_WORK TASK_. Wherever the string "renderer" appears in the records, return the line that holds it.

Dataset entries
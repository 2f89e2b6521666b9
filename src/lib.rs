// src/lib.rs

pub mod cli;
pub mod config;
pub mod engine;
pub mod errors;
pub mod exec;
pub mod logging;
pub mod plan;
pub mod render;
pub mod runtime;
pub mod types;
pub mod venv;
pub mod watch;

use std::path::PathBuf;
use std::sync::Arc;

use anyhow::{anyhow, Result};
use tokio::sync::mpsc;
use tokio::task::JoinHandle;
use tokio_util::sync::CancellationToken;
use tracing::warn;

use crate::cli::CliArgs;
use crate::config::{load_and_validate, Config};
use crate::engine::{Orchestrator, RunOptions};
use crate::runtime::{InterpreterLocator, PathLocator, VersionSpec};
use crate::types::RunResult;
use crate::venv::{EnvManager, PipProvisioner};
use crate::watch::{spawn_watcher, supervise, IgnoreProfile, DEBOUNCE_WINDOW};

/// High-level entry point used by `main.rs`.
///
/// Wires together config loading, the orchestrator, the renderer, and (in
/// watch mode) the file watcher. Returns whether the invocation should exit
/// zero; a cancelled run counts as clean, never as failed.
pub async fn run(args: CliArgs) -> Result<bool> {
    let config_path = PathBuf::from(&args.config);
    let config = load_and_validate(&config_path)?;

    let requested: Vec<String> = args.jobs.iter().map(|j| j.to_lowercase()).collect();

    if args.clean {
        let envs = EnvManager::new(&config, Arc::new(PipProvisioner));
        envs.clean()?;
        if requested.is_empty() && config.default.is_empty() && !args.list {
            return Ok(true);
        }
    }

    if args.list {
        render::print_job_list(&config);
        return Ok(true);
    }

    let options = RunOptions {
        live: args.live,
        python: args
            .python
            .as_deref()
            .map(|raw| {
                raw.parse::<VersionSpec>()
                    .map_err(|e| anyhow!("invalid --python value '{raw}': {e}"))
            })
            .transpose()?,
    };
    let locator: Arc<dyn InterpreterLocator> = Arc::new(PathLocator::new());

    if args.watch {
        watch_loop(config_path, config, requested, options, locator, args.benchmark).await?;
        return Ok(true);
    }

    // Ctrl-C → cooperative cancellation of the single run.
    let cancel = CancellationToken::new();
    {
        let cancel = cancel.clone();
        tokio::spawn(async move {
            if tokio::signal::ctrl_c().await.is_ok() {
                cancel.cancel();
            }
        });
    }

    let result = run_once(config, requested, options, locator, cancel).await?;
    render::print_summary(&result, args.benchmark);
    Ok(result.success() || result.cancelled)
}

/// One orchestrator invocation with its own environment cache, event
/// channel, and renderer.
async fn run_once(
    config: Config,
    requested: Vec<String>,
    options: RunOptions,
    locator: Arc<dyn InterpreterLocator>,
    cancel: CancellationToken,
) -> Result<RunResult> {
    let envs = Arc::new(EnvManager::new(&config, Arc::new(PipProvisioner)));
    let orchestrator = Orchestrator::new(config, options, locator, envs);

    let (events_tx, events_rx) = mpsc::channel(64);
    let renderer = tokio::spawn(render::render_events(events_rx));

    let result = orchestrator.run(&requested, cancel, events_tx).await;
    let _ = renderer.await;
    result
}

/// Watch mode: run, then cancel and re-run with a freshly loaded
/// configuration whenever the watched paths change. Runs until Ctrl-C.
async fn watch_loop(
    config_path: PathBuf,
    config: Config,
    requested: Vec<String>,
    options: RunOptions,
    locator: Arc<dyn InterpreterLocator>,
    benchmark: bool,
) -> Result<()> {
    let shutdown = CancellationToken::new();
    {
        let shutdown = shutdown.clone();
        tokio::spawn(async move {
            if tokio::signal::ctrl_c().await.is_ok() {
                shutdown.cancel();
            }
        });
    }

    // The watcher outlives individual runs; only the job configuration is
    // reloaded between them.
    let profile = IgnoreProfile::build(&config.watch_exclude)?;
    let (_watcher, changes) = spawn_watcher(config.root.clone(), &config.watch_paths, profile)?;

    let mut current = config;
    let mut first_run = true;
    supervise(changes, shutdown, DEBOUNCE_WINDOW, move |cancel| {
        if !first_run {
            match load_and_validate(&config_path) {
                Ok(fresh) => current = fresh,
                Err(err) => {
                    warn!(error = %err, "config reload failed; keeping previous configuration");
                }
            }
        }
        first_run = false;
        start_run(
            current.clone(),
            requested.clone(),
            options.clone(),
            locator.clone(),
            cancel,
            benchmark,
        )
    })
    .await;
    Ok(())
}

/// Spawn one watch-mode run. The task prints the summary itself unless the
/// run was cancelled, whose results are discarded.
fn start_run(
    config: Config,
    requested: Vec<String>,
    options: RunOptions,
    locator: Arc<dyn InterpreterLocator>,
    cancel: CancellationToken,
    benchmark: bool,
) -> JoinHandle<()> {
    tokio::spawn(async move {
        match run_once(config, requested, options, locator, cancel).await {
            Ok(result) => {
                if !result.cancelled {
                    render::print_summary(&result, benchmark);
                }
            }
            Err(err) => {
                eprintln!("jobx error: {err:?}");
            }
        }
    })
}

_ANSWER SECTION_.
/// Wires together config loading, the orchestrator, the renderer, and (in
/// channel, and renderer.
    let renderer = tokio::spawn(render::render_events(events_rx));
    let _ = renderer.await;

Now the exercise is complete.